TASK DETAILS ▸
Each line below should be copied exactly as it stands.

[Start of Attachment]

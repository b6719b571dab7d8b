#[cfg(not(windows))]
mod fuzz {
    use bootpayload::{
        format::bootimage::{
            BootImageDescriptor, InitBootDescriptor, ParseOptions, VendorBootDescriptor,
        },
        stream::MemoryRegion,
    };
    use honggfuzz::fuzz;

    pub fn main() {
        loop {
            fuzz!(|data: &[u8]| {
                let reader = MemoryRegion::new(data);
                let options = ParseOptions {
                    signature_header_skip: 4096,
                    ..Default::default()
                };

                let _ = BootImageDescriptor::parse(&reader, &options);
                let _ = VendorBootDescriptor::parse(&reader, &options);
                let _ = InitBootDescriptor::parse(&reader, &options);
            });
        }
    }
}

fn main() {
    #[cfg(not(windows))]
    fuzz::main();
}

[End of Attachment]

TASK ANSWER ▸
repository b6719b571dab7d8b
#[cfg(not(windows))]
mod fuzz {
    use bootpayload::{
        format::bootimage::{
            BootImageDescriptor, InitBootDescriptor, ParseOptions, VendorBootDescriptor,
        },
        stream::MemoryRegion,
    };
    use honggfuzz::fuzz;

    pub fn main() {
        loop {
            fuzz!(|data: &[u8]| {
                let reader = MemoryRegion::new(data);
                let options = ParseOptions {
                    signature_header_skip: 4096,
                    ..Default::default()
                };

                let _ = BootImageDescriptor::parse(&reader, &options);
                let _ = VendorBootDescriptor::parse(&reader, &options);
                let _ = InitBootDescriptor::parse(&reader, &options);
            });
        }
    }
}

fn main() {
    #[cfg(not(windows))]
    fuzz::main();
}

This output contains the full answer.